+++ TASK INPUTS

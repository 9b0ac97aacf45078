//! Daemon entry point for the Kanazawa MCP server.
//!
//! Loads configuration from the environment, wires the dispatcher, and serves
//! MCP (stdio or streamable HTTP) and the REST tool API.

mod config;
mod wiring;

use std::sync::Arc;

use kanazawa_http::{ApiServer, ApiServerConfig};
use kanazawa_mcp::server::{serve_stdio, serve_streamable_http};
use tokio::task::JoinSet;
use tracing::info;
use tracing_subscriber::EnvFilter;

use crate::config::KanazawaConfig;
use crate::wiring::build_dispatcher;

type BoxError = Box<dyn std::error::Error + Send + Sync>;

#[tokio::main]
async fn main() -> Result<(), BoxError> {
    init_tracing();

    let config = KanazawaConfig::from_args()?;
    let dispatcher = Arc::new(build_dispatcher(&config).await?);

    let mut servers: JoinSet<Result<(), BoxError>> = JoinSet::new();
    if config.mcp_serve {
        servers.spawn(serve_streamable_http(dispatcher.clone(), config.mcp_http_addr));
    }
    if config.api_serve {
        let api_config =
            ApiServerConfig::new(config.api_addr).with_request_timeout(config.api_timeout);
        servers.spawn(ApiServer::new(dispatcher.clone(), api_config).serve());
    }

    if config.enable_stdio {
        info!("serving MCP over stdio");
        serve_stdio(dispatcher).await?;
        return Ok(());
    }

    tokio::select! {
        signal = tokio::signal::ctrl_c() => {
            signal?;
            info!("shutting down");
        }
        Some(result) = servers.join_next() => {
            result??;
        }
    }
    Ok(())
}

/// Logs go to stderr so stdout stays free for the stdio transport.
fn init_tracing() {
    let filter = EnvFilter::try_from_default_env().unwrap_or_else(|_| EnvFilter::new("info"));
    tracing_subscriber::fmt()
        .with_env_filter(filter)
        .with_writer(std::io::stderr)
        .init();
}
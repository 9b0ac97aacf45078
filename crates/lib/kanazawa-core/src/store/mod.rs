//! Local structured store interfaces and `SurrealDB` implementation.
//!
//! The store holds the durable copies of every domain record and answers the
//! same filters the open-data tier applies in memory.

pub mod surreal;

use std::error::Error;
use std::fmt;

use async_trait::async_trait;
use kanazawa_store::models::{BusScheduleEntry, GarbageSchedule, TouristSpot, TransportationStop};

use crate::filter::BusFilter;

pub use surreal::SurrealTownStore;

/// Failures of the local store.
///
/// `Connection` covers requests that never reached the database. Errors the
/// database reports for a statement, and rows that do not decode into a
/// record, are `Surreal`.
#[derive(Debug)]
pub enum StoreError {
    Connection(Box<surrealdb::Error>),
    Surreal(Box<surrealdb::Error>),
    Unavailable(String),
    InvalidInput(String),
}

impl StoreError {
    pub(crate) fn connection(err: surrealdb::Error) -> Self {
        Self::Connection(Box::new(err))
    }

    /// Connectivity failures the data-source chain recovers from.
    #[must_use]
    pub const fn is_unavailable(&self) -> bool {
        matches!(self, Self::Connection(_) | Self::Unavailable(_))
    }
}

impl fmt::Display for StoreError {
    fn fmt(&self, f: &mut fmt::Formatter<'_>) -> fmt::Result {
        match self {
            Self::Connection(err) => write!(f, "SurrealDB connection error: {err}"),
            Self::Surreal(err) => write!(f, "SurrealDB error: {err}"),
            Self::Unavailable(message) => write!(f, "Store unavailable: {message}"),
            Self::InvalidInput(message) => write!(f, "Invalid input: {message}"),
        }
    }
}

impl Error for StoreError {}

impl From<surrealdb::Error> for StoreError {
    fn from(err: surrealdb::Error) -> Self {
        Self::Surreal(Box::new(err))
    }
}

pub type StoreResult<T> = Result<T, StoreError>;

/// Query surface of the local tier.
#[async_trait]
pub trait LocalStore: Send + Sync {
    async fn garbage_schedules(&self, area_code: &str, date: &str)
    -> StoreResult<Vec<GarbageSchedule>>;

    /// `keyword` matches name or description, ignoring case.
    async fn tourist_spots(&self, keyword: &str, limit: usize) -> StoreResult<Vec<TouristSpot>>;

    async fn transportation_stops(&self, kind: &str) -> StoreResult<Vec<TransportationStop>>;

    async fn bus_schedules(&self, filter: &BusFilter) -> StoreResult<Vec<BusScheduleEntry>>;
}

++++++

● WHAT YOU ARE ASKED TO DO
All that is wanted is the set of lines from the one with "description, ignoring case." through the last line of the entries, both included, output exactly.

● ANSWER AREA
    /// `keyword` matches name or description, ignoring case.
    async fn tourist_spots(&self, keyword: &str, limit: usize) -> StoreResult<Vec<TouristSpot>>;

    async fn transportation_stops(&self, kind: &str) -> StoreResult<Vec<TransportationStop>>;

    async fn bus_schedules(&self, filter: &BusFilter) -> StoreResult<Vec<BusScheduleEntry>>;
}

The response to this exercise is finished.